DATASET RECORDS:

Content starts

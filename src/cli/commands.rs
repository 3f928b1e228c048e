//! CLI Command Implementations
//!
//! Implements the actual logic for each CLI command.

use std::path::Path;
use std::sync::Arc;
use std::time::Duration;

use anyhow::{bail, Context};
use tracing::info;

use crate::cli::{Commands, GenerateArgs};
use crate::config::AppConfig;
use crate::coordinator::{GenerationCoordinator, RequestState};
use crate::engine::{AudioSyncEngine, SimulatedBackend};
use crate::error::SceneError;
use crate::model::{GenerationResult, GeneratorConfig};
use crate::notify::{NotificationSink, RecordingSink};
use crate::preview::{download_video, hue_degrees};
use crate::service::{self, GenerationService};

/// Run one parsed command.
pub async fn run(command: Option<Commands>, config: &AppConfig) -> anyhow::Result<()> {
    match command {
        Some(Commands::Generate { args, json }) => generate(config, &args, json).await,
        Some(Commands::Preview {
            args,
            mute,
            advance_ms,
        }) => preview(config, &args, mute, Duration::from_millis(advance_ms)).await,
        Some(Commands::Hue { color }) => hue(&color),
        Some(Commands::Download { args, out }) => download(config, &args, &out).await,
        None => {
            println!("Scenecast v{}", env!("CARGO_PKG_VERSION"));
            println!("Use --help for available commands");
            Ok(())
        }
    }
}

/// Recovery hints for a failed command
///
/// Empty unless the error chain holds a recoverable [`SceneError`].
pub fn error_hints(err: &anyhow::Error) -> Vec<&'static str> {
    err.chain()
        .find_map(|cause| cause.downcast_ref::<SceneError>())
        .filter(|scene| scene.is_recoverable())
        .map(SceneError::recovery_suggestions)
        .unwrap_or_default()
}

/// Submit through a coordinator and wait for the outcome.
async fn run_generation(
    service: Arc<dyn GenerationService>,
    sink: Arc<RecordingSink>,
    config: &GeneratorConfig,
) -> anyhow::Result<Arc<GenerationResult>> {
    if !service.is_available().await {
        bail!("generation service '{}' is not available", service.name());
    }

    let coordinator = GenerationCoordinator::new(service, sink);
    coordinator.submit(config)?.settled().await;

    match coordinator.state() {
        RequestState::Succeeded(result) => Ok(result),
        RequestState::Failed(reason) => bail!("{}", reason),
        other => bail!("generation ended in unexpected state: {}", other),
    }
}

fn print_notices(sink: &RecordingSink) {
    for notice in sink.take() {
        println!("{}", notice);
    }
}

/// Generate an animation and print the result.
pub async fn generate(config: &AppConfig, args: &GenerateArgs, json: bool) -> anyhow::Result<()> {
    let generator = args.to_config(&config.defaults);
    info!("Generating: {}", generator.prompt);

    let sink = Arc::new(RecordingSink::new());
    let outcome = run_generation(service::from_config(&config.service), sink.clone(), &generator).await;
    print_notices(&sink);
    let result = outcome?;

    if json {
        println!("{}", serde_json::to_string_pretty(result.as_ref())?);
        return Ok(());
    }

    println!("Result:  {}", result.id);
    println!("Created: {}", result.created_at.format("%Y-%m-%d %H:%M:%S"));
    println!("Prompt:  {}", result.prompt);
    println!("Tone:    {}", result.emotional_tone.label());
    println!("{:-<60}", "");
    for media in result.media() {
        println!("{:<10} {}", media.kind, media.resolve_url());
    }
    println!("{:-<60}", "");
    println!("Audio: {}", if result.has_audio() { "yes" } else { "no" });

    Ok(())
}

/// Generate, then drive one playback session on the simulated backend.
pub async fn preview(
    config: &AppConfig,
    args: &GenerateArgs,
    mute: bool,
    advance: Duration,
) -> anyhow::Result<()> {
    let generator = args.to_config(&config.defaults);
    let hue = hue_degrees(&generator.character.color)?;

    let sink = Arc::new(RecordingSink::new());
    let service = service::from_config(&config.service);
    let coordinator = GenerationCoordinator::new(service, sink.clone());
    let backend = SimulatedBackend::new();
    let mut engine = AudioSyncEngine::new(Arc::new(backend.clone()), sink.clone());

    coordinator.submit(&generator)?.settled().await;
    let state = coordinator.state();
    if let RequestState::Failed(reason) = &state {
        print_notices(&sink);
        bail!("{}", reason);
    }
    engine.sync_with(&state);

    println!(
        "Character: {} {} (hue-rotate {}deg)",
        generator.character.character_type, generator.character.color, hue
    );
    println!(
        "Scene:     {} ({})",
        generator.scene.environment,
        generator.scene.environment.ambience_description()
    );
    println!("Tone:      {}", generator.emotional_tone.label());
    println!("Audio:     {}", if engine.has_audio() { "yes" } else { "no" });

    engine.play();
    engine.settle().await;
    if mute {
        engine.toggle_mute();
    }
    backend.advance(advance);

    if let Some(session) = engine.session() {
        println!(
            "After {:?}: narration at {:?}, ambience at {:?}",
            advance,
            session.narration().position(),
            session.ambience().position()
        );
    }

    engine.reset();
    engine.teardown();

    println!("{:-<60}", "");
    print_notices(&sink);
    println!("{:-<60}", "");
    for event in backend.events() {
        println!("{:?}", event);
    }

    Ok(())
}

/// Print the hue rotation for a color.
pub fn hue(color: &str) -> anyhow::Result<()> {
    let degrees = hue_degrees(color)?;
    println!("{}", degrees);
    Ok(())
}

/// Generate, then save the video into `out`.
pub async fn download(config: &AppConfig, args: &GenerateArgs, out: &Path) -> anyhow::Result<()> {
    let generator = args.to_config(&config.defaults);
    let service = service::from_config(&config.service);
    let sink = Arc::new(RecordingSink::new());

    let result = match run_generation(Arc::clone(&service), sink.clone(), &generator).await {
        Ok(result) => result,
        Err(e) => {
            print_notices(&sink);
            return Err(e);
        }
    };

    let notifier: &dyn NotificationSink = sink.as_ref();
    let saved = download_video(
        service.as_ref(),
        Some(result.as_ref()),
        &generator.prompt,
        out,
        notifier,
    )
    .await;
    print_notices(&sink);

    let path = saved.with_context(|| format!("saving video into {}", out.display()))?;
    println!("Saved: {}", path.display());
    Ok(())
}

#[cfg(test)]
mod tests {
    use super::*;
    use crate::config::{ServiceBackend, ServiceConfig};

    fn offline_config() -> AppConfig {
        AppConfig {
            service: ServiceConfig {
                backend: ServiceBackend::Mock,
                mock_latency_ms: 0,
                ..ServiceConfig::default()
            },
            ..AppConfig::default()
        }
    }

    fn args(prompt: &str) -> GenerateArgs {
        GenerateArgs {
            prompt: prompt.to_string(),
            ..GenerateArgs::default()
        }
    }

    #[tokio::test]
    async fn test_generate_command() {
        generate(&offline_config(), &args("a robot painting"), true)
            .await
            .unwrap();
    }

    #[tokio::test]
    async fn test_generate_rejects_empty_prompt() {
        assert!(generate(&offline_config(), &args("  "), false).await.is_err());
    }

    #[tokio::test]
    async fn test_preview_command() {
        preview(&offline_config(), &args("a jellyfish glowing"), true, Duration::from_secs(2))
            .await
            .unwrap();
    }

    #[tokio::test]
    async fn test_download_command() {
        let dir = tempfile::tempdir().unwrap();
        download(&offline_config(), &args("a kite"), dir.path())
            .await
            .unwrap();
        assert!(dir.path().join("a_kite_animation.mp4").exists());
    }

    #[tokio::test]
    async fn test_empty_prompt_error_carries_hints() {
        let err = generate(&offline_config(), &args(""), false).await.unwrap_err();
        let hints = error_hints(&err);
        assert!(hints.contains(&"Describe the scene you want to animate"));
    }

    #[test]
    fn test_bad_color_hint_survives_context() {
        let err = hue("teal").context("running hue").unwrap_err();
        assert_eq!(error_hints(&err), vec!["Use a six digit hex color such as #3b82f6"]);
    }

    #[test]
    fn test_unrecoverable_errors_have_no_hints() {
        let io = std::io::Error::new(std::io::ErrorKind::PermissionDenied, "read-only");
        assert!(error_hints(&anyhow::Error::from(SceneError::from(io))).is_empty());
        assert!(error_hints(&anyhow::anyhow!("plain failure")).is_empty());
    }

    #[test]
    fn test_hue_command_rejects_bad_color() {
        assert!(hue("blue").is_err());
        assert!(hue("#0000ff").is_ok());
    }
}
//! Preview helpers
//!
//! Display-side logic that does not depend on playback state: hue rotation
//! for the character image and the video download action.

pub mod download;
pub mod hue;

pub use download::{download_file_name, download_video};
pub use hue::{hue_degrees, hue_from_rgb, parse_hex_color};
//! Audio profile
//!
//! Which audio channels a generation should carry and how loud each one is.

use crate::engine::VolumePercent;
use serde::{Deserialize, Serialize};

/// User-editable audio settings
///
/// Updates are structural: every `with_*` method returns a new profile and
/// leaves the other fields untouched.
#[derive(Debug, Clone, Copy, PartialEq, Eq, Serialize, Deserialize)]
pub struct AudioProfile {
    /// Spoken narration describing the scene
    pub include_narration: bool,

    /// Looping ambient sound matching the environment
    pub include_ambience: bool,

    pub narration_volume: VolumePercent,

    pub ambience_volume: VolumePercent,
}

impl Default for AudioProfile {
    fn default() -> Self {
        Self {
            include_narration: true,
            include_ambience: true,
            narration_volume: VolumePercent::default(),
            ambience_volume: VolumePercent::default(),
        }
    }
}

impl AudioProfile {
    /// Profile with both channels disabled
    pub fn silent() -> Self {
        Self {
            include_narration: false,
            include_ambience: false,
            ..Self::default()
        }
    }

    pub fn with_narration(self, include: bool) -> Self {
        Self {
            include_narration: include,
            ..self
        }
    }

    pub fn with_ambience(self, include: bool) -> Self {
        Self {
            include_ambience: include,
            ..self
        }
    }

    /// Set narration volume, clamped to `[0, 100]`
    pub fn with_narration_volume(self, percent: u32) -> Self {
        Self {
            narration_volume: VolumePercent::new(percent),
            ..self
        }
    }

    /// Set ambience volume, clamped to `[0, 100]`
    pub fn with_ambience_volume(self, percent: u32) -> Self {
        Self {
            ambience_volume: VolumePercent::new(percent),
            ..self
        }
    }

    /// True when at least one channel is enabled
    pub fn any_enabled(&self) -> bool {
        self.include_narration || self.include_ambience
    }
}
//! Request state

use crate::model::GenerationResult;
use std::fmt;
use std::sync::Arc;

/// Lifecycle of the single generation request a coordinator owns
///
/// Exactly one variant is active at a time, so "pending and failed" or
/// "succeeded without a result" cannot be represented.
#[derive(Debug, Clone, PartialEq, Eq, Default)]
pub enum RequestState {
    /// Nothing submitted yet (default state)
    #[default]
    Idle,
    /// A request is in flight
    Pending,
    /// The last request produced a result
    Succeeded(Arc<GenerationResult>),
    /// The last request failed; carries the reason
    Failed(String),
}

impl RequestState {
    pub fn is_pending(&self) -> bool {
        matches!(self, RequestState::Pending)
    }

    /// True once a request has either succeeded or failed
    pub fn is_settled(&self) -> bool {
        matches!(self, RequestState::Succeeded(_) | RequestState::Failed(_))
    }

    pub fn result(&self) -> Option<&Arc<GenerationResult>> {
        match self {
            RequestState::Succeeded(result) => Some(result),
            _ => None,
        }
    }

    pub fn failure(&self) -> Option<&str> {
        match self {
            RequestState::Failed(reason) => Some(reason),
            _ => None,
        }
    }

    pub fn as_str(&self) -> &'static str {
        match self {
            RequestState::Idle => "idle",
            RequestState::Pending => "pending",
            RequestState::Succeeded(_) => "succeeded",
            RequestState::Failed(_) => "failed",
        }
    }
}

impl fmt::Display for RequestState {
    fn fmt(&self, f: &mut fmt::Formatter<'_>) -> fmt::Result {
        match self {
            RequestState::Failed(reason) => write!(f, "failed: {}", reason),
            other => f.write_str(other.as_str()),
        }
    }
}

#[cfg(test)]
mod tests {
    use super::*;

    #[test]
    fn test_default_is_idle() {
        let state = RequestState::default();
        assert_eq!(state, RequestState::Idle);
        assert!(!state.is_pending());
        assert!(!state.is_settled());
    }

    #[test]
    fn test_failure_accessors() {
        let state = RequestState::Failed("timeout".to_string());
        assert!(state.is_settled());
        assert_eq!(state.failure(), Some("timeout"));
        assert!(state.result().is_none());
        assert_eq!(state.to_string(), "failed: timeout");
    }

    #[test]
    fn test_pending_display() {
        assert_eq!(RequestState::Pending.to_string(), "pending");
    }
}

Content ends

PROBLEM STATEMENT: From the first line of the records above to the line that contains "use tracing::info;", quote each line exactly.

ANSWER TO THIS EXERCISE:
filename src/cli/commands.rs
repository 3f928b1e228c048e
//! CLI Command Implementations
//!
//! Implements the actual logic for each CLI command.

use std::path::Path;
use std::sync::Arc;
use std::time::Duration;

use anyhow::{bail, Context};
use tracing::info;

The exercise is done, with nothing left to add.